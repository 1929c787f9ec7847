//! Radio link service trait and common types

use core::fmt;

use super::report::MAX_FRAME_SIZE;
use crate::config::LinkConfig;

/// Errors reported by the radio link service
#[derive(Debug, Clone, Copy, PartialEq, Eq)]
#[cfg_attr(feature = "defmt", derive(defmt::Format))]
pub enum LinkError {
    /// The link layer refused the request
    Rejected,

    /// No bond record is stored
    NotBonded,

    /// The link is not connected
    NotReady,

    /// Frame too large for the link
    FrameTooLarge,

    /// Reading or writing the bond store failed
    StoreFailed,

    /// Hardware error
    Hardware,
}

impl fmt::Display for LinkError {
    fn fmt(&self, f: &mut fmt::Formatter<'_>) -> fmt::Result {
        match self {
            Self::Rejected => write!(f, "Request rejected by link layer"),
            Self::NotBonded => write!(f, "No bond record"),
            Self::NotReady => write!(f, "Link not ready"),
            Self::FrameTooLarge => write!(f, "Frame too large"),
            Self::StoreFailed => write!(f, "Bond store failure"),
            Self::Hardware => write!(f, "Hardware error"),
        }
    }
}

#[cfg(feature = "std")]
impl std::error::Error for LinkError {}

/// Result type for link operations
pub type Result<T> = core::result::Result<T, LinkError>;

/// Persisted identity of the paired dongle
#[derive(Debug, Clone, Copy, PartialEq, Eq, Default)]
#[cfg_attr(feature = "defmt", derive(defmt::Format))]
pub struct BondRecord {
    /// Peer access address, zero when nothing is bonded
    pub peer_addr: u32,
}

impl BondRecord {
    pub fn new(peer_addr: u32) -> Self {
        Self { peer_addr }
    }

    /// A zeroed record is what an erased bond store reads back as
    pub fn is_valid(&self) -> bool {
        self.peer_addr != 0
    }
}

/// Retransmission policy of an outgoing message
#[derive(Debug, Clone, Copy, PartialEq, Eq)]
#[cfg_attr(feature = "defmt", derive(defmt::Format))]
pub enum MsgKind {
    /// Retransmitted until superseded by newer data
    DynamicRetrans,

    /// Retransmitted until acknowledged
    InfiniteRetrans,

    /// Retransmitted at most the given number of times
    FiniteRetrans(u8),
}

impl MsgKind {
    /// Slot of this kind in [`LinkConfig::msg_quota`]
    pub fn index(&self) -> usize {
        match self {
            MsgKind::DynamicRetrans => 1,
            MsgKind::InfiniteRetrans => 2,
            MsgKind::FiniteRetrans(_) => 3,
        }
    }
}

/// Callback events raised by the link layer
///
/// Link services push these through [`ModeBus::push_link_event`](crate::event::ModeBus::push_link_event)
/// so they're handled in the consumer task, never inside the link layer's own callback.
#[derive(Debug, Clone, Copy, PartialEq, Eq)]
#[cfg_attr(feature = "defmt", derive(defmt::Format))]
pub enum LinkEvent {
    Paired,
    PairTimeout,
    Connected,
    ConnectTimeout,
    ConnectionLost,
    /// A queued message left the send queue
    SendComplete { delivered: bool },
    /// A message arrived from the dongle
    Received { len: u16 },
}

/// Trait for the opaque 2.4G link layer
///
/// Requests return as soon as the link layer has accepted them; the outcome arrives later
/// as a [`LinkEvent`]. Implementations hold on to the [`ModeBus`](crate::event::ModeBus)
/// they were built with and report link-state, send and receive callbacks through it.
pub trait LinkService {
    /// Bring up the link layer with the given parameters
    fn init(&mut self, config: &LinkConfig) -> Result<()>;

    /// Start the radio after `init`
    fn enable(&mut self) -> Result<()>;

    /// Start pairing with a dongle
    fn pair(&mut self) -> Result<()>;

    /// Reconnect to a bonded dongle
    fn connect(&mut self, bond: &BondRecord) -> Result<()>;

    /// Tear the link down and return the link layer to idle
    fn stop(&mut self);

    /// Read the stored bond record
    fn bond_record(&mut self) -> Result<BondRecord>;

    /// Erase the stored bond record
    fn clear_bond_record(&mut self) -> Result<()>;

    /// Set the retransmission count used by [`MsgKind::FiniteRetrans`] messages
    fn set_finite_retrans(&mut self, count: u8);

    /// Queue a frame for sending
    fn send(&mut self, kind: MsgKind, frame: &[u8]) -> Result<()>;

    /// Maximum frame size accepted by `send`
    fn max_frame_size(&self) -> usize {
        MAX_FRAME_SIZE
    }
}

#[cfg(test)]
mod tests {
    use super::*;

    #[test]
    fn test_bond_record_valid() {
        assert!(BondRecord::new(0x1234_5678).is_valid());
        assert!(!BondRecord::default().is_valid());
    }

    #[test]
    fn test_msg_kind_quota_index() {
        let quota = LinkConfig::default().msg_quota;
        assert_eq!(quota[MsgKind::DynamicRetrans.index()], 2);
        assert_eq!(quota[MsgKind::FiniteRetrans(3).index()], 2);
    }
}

-- -- --

◆ **AIM OF THE TASK**
What belongs in the answer is each line from the listing above that contains "InfiniteRetrans".

◆ **EXPECTED ANSWER**
    InfiniteRetrans,
            MsgKind::InfiniteRetrans => 2,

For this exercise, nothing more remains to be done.